Overall, we collected a species dataset with the following data: relaxed 3D molecule, energy, entropy, and enthalpy. We note that during the geometry relaxations some bonds were not preserved, and the molecule graphs were updated accordingly.
The species dataset for the CRN is illustrated in Fig. 2. The fragmentation-recombination loop generated 809 unique molecular graphs, which we reduced to 110 graph dictionaries with ligand-based filtering as described earlier. Adding graph dictionaries with higher Bi CN enhanced the dataset for the potential product study (P). Architector produced a total of 1900 pre-optimized structures. Running DFT optimization of the three lowest energy conformers resulted in 231 molecules with unique molecular graphs. The optimized structures exhibit CN ranging from 4 to 10 with a median of 6. The ratio of nitric to 2ME ionic ligands indicates a trend toward more structures with 2ME ligands, consistent with the expected reaction direction. The study of potential products resulted in seven 3D conformers with CN of 7 and 8, and free energy analysis demonstrated that adding a fourth neutral 2ME ligand to Bi coordinated with three 2ME ions is not thermodynamically beneficial (see ESI†), corroborating earlier claims on similar structures.39
Chelating agent citric acid, used in 12% of the recipes, maintains high phase-pure crystalline BFO yield: among 40 recipes with salts, solvent, and citric acid (no additional materials), 94% result in phase-pure BFO. In contrast, other chelators such as more common acetic acid or nitric acid (used in 34% and 5% of recipes respectively), show less consistent results. Among 190 recipes that use acetic acid, glacial acetic acid or acetic anhydride (which forms acetic acid after interacting with water), only 68% lead to phase-pure BFO, while 29% yield impure crystalline phase. Among 18 recipes using nitric acid, only 55% yield pure phase, and 45% result in impurities formation. These findings suggest that citric acid is a more reliable chelating agent for pure BFO synthesis compared to acetic or nitric acid. Contrary to the expectations that surfactants enhance phase-pure BFO formation,9,41 our analysis shows that their inclusion decreases the likelihood of achieving pure crystalline BFO phase: the fraction of recipes using surfactants and reporting phase-pure, impure, and amorphous phases is 66%, 31%, and 3% (with the overall recipes outcome phases fractions being 73%, 24%, and 3%), indicating that their role in phase purity enhancement is not straightforward.

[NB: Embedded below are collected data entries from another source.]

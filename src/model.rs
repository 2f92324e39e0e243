use std::fs;
use std::path::Path;

use anyhow::{Context, Result, anyhow, bail};
use serde::{Deserialize, Serialize};

/// Binary classifier scoring a row laid out in the manifest column order.
pub trait Classifier: Send + Sync {
    /// Probability that team1 wins.
    fn positive_proba(&self, x: &[f64]) -> f64;

    /// Number of inputs the model was fitted on, when it is fixed.
    fn width(&self) -> Option<usize> {
        None
    }
}

/// Serialized calibrated logistic regression.
///
/// Each fold pairs a logistic model with the calibrator fitted on its
/// held-out split; scoring averages the calibrated fold probabilities.
#[derive(Debug, Clone, Serialize, Deserialize)]
pub struct ModelArtifact {
    #[serde(default)]
    pub version: u32,
    #[serde(default)]
    pub generated_at: Option<String>,
    #[serde(default)]
    pub source: Option<String>,
    #[serde(default)]
    pub feature_names: Vec<String>,
    #[serde(default)]
    pub scaler: Option<Scaler>,
    pub folds: Vec<CalibratedFold>,
}

#[derive(Debug, Clone, Serialize, Deserialize)]
pub struct Scaler {
    pub means: Vec<f64>,
    pub stds: Vec<f64>,
}

#[derive(Debug, Clone, Serialize, Deserialize)]
pub struct CalibratedFold {
    pub coef: Vec<f64>,
    pub intercept: f64,
    pub calibrator: Calibrator,
}

#[derive(Debug, Clone, Serialize, Deserialize)]
#[serde(tag = "method", rename_all = "snake_case")]
pub enum Calibrator {
    /// Platt scaling: `1 / (1 + exp(a * f + b))`.
    Sigmoid { a: f64, b: f64 },
    /// Piecewise-linear map over increasing thresholds, clipped at the ends.
    Isotonic { x: Vec<f64>, y: Vec<f64> },
    #[serde(rename = "none")]
    Identity,
}

#[derive(Debug, Clone)]
pub struct CalibratedLogistic {
    scaler: Option<Scaler>,
    folds: Vec<CalibratedFold>,
}

impl Calibrator {
    pub fn apply(&self, decision: f64) -> f64 {
        match self {
            Calibrator::Sigmoid { a, b } => 1.0 / (1.0 + (a * decision + b).exp()),
            Calibrator::Isotonic { x, y } => interp_clipped(decision, x, y),
            Calibrator::Identity => sigmoid(decision),
        }
    }

    fn check(&self) -> Result<()> {
        if let Calibrator::Isotonic { x, y } = self {
            if x.is_empty() || x.len() != y.len() {
                bail!(
                    "isotonic calibrator needs matching non-empty thresholds (x={}, y={})",
                    x.len(),
                    y.len()
                );
            }
            if x.windows(2).any(|w| w[1] < w[0]) {
                bail!("isotonic thresholds are not sorted");
            }
        }
        Ok(())
    }
}

impl CalibratedLogistic {
    /// Checks the artifact against the column manifest it will be fed with.
    pub fn from_artifact(artifact: ModelArtifact, columns: &[String]) -> Result<Self> {
        let width = columns.len();
        if artifact.folds.is_empty() {
            bail!("model artifact has no calibrated folds");
        }
        if !artifact.feature_names.is_empty() && artifact.feature_names != columns {
            bail!(
                "model feature names {:?} disagree with manifest {:?}",
                artifact.feature_names,
                columns
            );
        }
        if let Some(scaler) = &artifact.scaler
            && (scaler.means.len() != width || scaler.stds.len() != width)
        {
            bail!(
                "scaler has {}/{} entries for {} columns",
                scaler.means.len(),
                scaler.stds.len(),
                width
            );
        }
        for (idx, fold) in artifact.folds.iter().enumerate() {
            if fold.coef.len() != width {
                bail!(
                    "fold {idx} has {} coefficients for {} columns",
                    fold.coef.len(),
                    width
                );
            }
            fold.calibrator
                .check()
                .with_context(|| format!("fold {idx}"))?;
        }
        Ok(Self {
            scaler: artifact.scaler,
            folds: artifact.folds,
        })
    }

    pub fn fold_count(&self) -> usize {
        self.folds.len()
    }

    fn standardized(&self, raw: f64, idx: usize) -> f64 {
        let Some(scaler) = &self.scaler else {
            return raw;
        };
        let std = scaler.stds[idx];
        // Constant columns were scaled by 1.0 at training time.
        let std = if std.abs() < f64::EPSILON { 1.0 } else { std };
        (raw - scaler.means[idx]) / std
    }
}

impl Classifier for CalibratedLogistic {
    fn positive_proba(&self, x: &[f64]) -> f64 {
        let z: Vec<f64> = x
            .iter()
            .enumerate()
            .map(|(idx, v)| self.standardized(*v, idx))
            .collect();
        let total: f64 = self
            .folds
            .iter()
            .map(|fold| {
                let decision = fold.intercept
                    + fold.coef.iter().zip(&z).map(|(c, v)| c * v).sum::<f64>();
                fold.calibrator.apply(decision)
            })
            .sum();
        (total / self.folds.len() as f64).clamp(0.0, 1.0)
    }

    fn width(&self) -> Option<usize> {
        self.folds.first().map(|fold| fold.coef.len())
    }
}

pub fn load_feature_columns(path: &Path) -> Result<Vec<String>> {
    let raw = fs::read_to_string(path)
        .with_context(|| format!("read feature columns {}", path.display()))?;
    let columns = serde_json::from_str::<Vec<String>>(&raw)
        .with_context(|| format!("parse feature columns {}", path.display()))?;
    if columns.is_empty() {
        return Err(anyhow!("feature column manifest {} is empty", path.display()));
    }
    Ok(columns)
}

pub fn load_model(path: &Path, columns: &[String]) -> Result<CalibratedLogistic> {
    let raw =
        fs::read_to_string(path).with_context(|| format!("read model {}", path.display()))?;
    let artifact = serde_json::from_str::<ModelArtifact>(&raw)
        .with_context(|| format!("parse model {}", path.display()))?;
    log::info!(
        "model v{} from {} ({} folds, generated {})",
        artifact.version,
        path.display(),
        artifact.folds.len(),
        artifact.generated_at.as_deref().unwrap_or("unknown")
    );
    CalibratedLogistic::from_artifact(artifact, columns)
        .with_context(|| format!("validate model {}", path.display()))
}

fn sigmoid(v: f64) -> f64 {
    1.0 / (1.0 + (-v).exp())
}

fn interp_clipped(v: f64, xs: &[f64], ys: &[f64]) -> f64 {
    if v.is_nan() {
        return f64::NAN;
    }
    let last = xs.len() - 1;
    if v <= xs[0] {
        return ys[0];
    }
    if v >= xs[last] {
        return ys[last];
    }
    let hi = xs.partition_point(|x| *x <= v);
    let lo = hi - 1;
    let span = xs[hi] - xs[lo];
    if span <= 0.0 {
        return ys[hi];
    }
    let t = (v - xs[lo]) / span;
    ys[lo] + t * (ys[hi] - ys[lo])
}

#[cfg(test)]
mod tests {
    use super::*;

    fn cols(n: usize) -> Vec<String> {
        (0..n).map(|i| format!("f{i}")).collect()
    }

    fn fold(coef: Vec<f64>, intercept: f64, calibrator: Calibrator) -> CalibratedFold {
        CalibratedFold {
            coef,
            intercept,
            calibrator,
        }
    }

    fn artifact(folds: Vec<CalibratedFold>) -> ModelArtifact {
        ModelArtifact {
            version: 2,
            generated_at: None,
            source: None,
            feature_names: Vec::new(),
            scaler: None,
            folds,
        }
    }

    #[test]
    fn sigmoid_calibrator_matches_platt_formula() {
        let c = Calibrator::Sigmoid { a: -2.0, b: 0.0 };
        assert!((c.apply(0.0) - 0.5).abs() < 1e-12);
        let expected = 1.0 / (1.0 + (-2.0_f64).exp());
        assert!((c.apply(1.0) - expected).abs() < 1e-12);
    }

    #[test]
    fn isotonic_interpolates_and_clips() {
        let c = Calibrator::Isotonic {
            x: vec![-1.0, 0.0, 1.0],
            y: vec![0.2, 0.4, 0.9],
        };
        assert!((c.apply(-5.0) - 0.2).abs() < 1e-12);
        assert!((c.apply(0.5) - 0.65).abs() < 1e-12);
        assert!((c.apply(0.0) - 0.4).abs() < 1e-12);
        assert!((c.apply(3.0) - 0.9).abs() < 1e-12);
    }

    #[test]
    fn folds_are_averaged() {
        let model = CalibratedLogistic::from_artifact(
            artifact(vec![
                fold(vec![0.0], 0.0, Calibrator::Identity),
                fold(
                    vec![0.0],
                    0.0,
                    Calibrator::Isotonic {
                        x: vec![0.0],
                        y: vec![0.9],
                    },
                ),
            ]),
            &cols(1),
        )
        .unwrap();
        assert!((model.positive_proba(&[3.0]) - 0.7).abs() < 1e-12);
    }

    #[test]
    fn scaler_standardizes_before_coefficients() {
        let mut a = artifact(vec![fold(vec![1.0, 1.0], 0.0, Calibrator::Identity)]);
        a.scaler = Some(Scaler {
            means: vec![1.0, 5.0],
            stds: vec![2.0, 0.0],
        });
        let model = CalibratedLogistic::from_artifact(a, &cols(2)).unwrap();
        // z = [(3-1)/2, (5-5)/1] = [1, 0]
        let expected = 1.0 / (1.0 + (-1.0_f64).exp());
        assert!((model.positive_proba(&[3.0, 5.0]) - expected).abs() < 1e-12);
    }

    #[test]
    fn coefficient_width_must_match_manifest() {
        let a = artifact(vec![fold(vec![1.0], 0.0, Calibrator::Identity)]);
        let err = CalibratedLogistic::from_artifact(a, &cols(9)).unwrap_err();
        assert!(err.to_string().contains("coefficients"));
    }

    #[test]
    fn nan_decision_passes_through_isotonic() {
        let c = Calibrator::Isotonic {
            x: vec![-1.0, 0.0, 1.0],
            y: vec![0.2, 0.4, 0.9],
        };
        assert!(c.apply(f64::NAN).is_nan());
    }

    #[test]
    fn width_reports_coefficient_count() {
        let a = artifact(vec![fold(vec![1.0, 0.5, 0.0], 0.0, Calibrator::Identity)]);
        let model = CalibratedLogistic::from_artifact(a, &cols(3)).unwrap();
        assert_eq!(model.width(), Some(3));
    }

    #[test]
    fn empty_artifact_is_rejected() {
        assert!(CalibratedLogistic::from_artifact(artifact(Vec::new()), &cols(1)).is_err());
    }

    #[test]
    fn artifact_feature_names_must_match_manifest() {
        let mut a = artifact(vec![fold(vec![1.0, 1.0], 0.0, Calibrator::Identity)]);
        a.feature_names = vec!["f1".into(), "f0".into()];
        assert!(CalibratedLogistic::from_artifact(a, &cols(2)).is_err());
    }

    #[test]
    fn calibrator_json_is_tagged_by_method() {
        let raw = r#"[{"method":"sigmoid","a":-1.5,"b":0.1},{"method":"none"},{"method":"isotonic","x":[0.0],"y":[0.3]}]"#;
        let parsed: Vec<Calibrator> = serde_json::from_str(raw).unwrap();
        assert!(matches!(parsed[0], Calibrator::Sigmoid { .. }));
        assert!(matches!(parsed[1], Calibrator::Identity));
        assert!(matches!(parsed[2], Calibrator::Isotonic { .. }));
    }
}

To summarize out text-mining analysis, for researchers aiming to synthesize phase-pure BFO, we recommend using nitrate precursors, 2ME as the solvent, and citric acid as the chelating agent, while avoiding unnecessary additives that may introduce complexity without clear benefits.10 Motivated by text-mining results, we selected the most common precursor, bismuth nitrate dissolved in 2ME, and performed a computational analysis of its reaction pathways. We apply CRN approach to investigate the reaction path in detail in the context of observations from text-mining.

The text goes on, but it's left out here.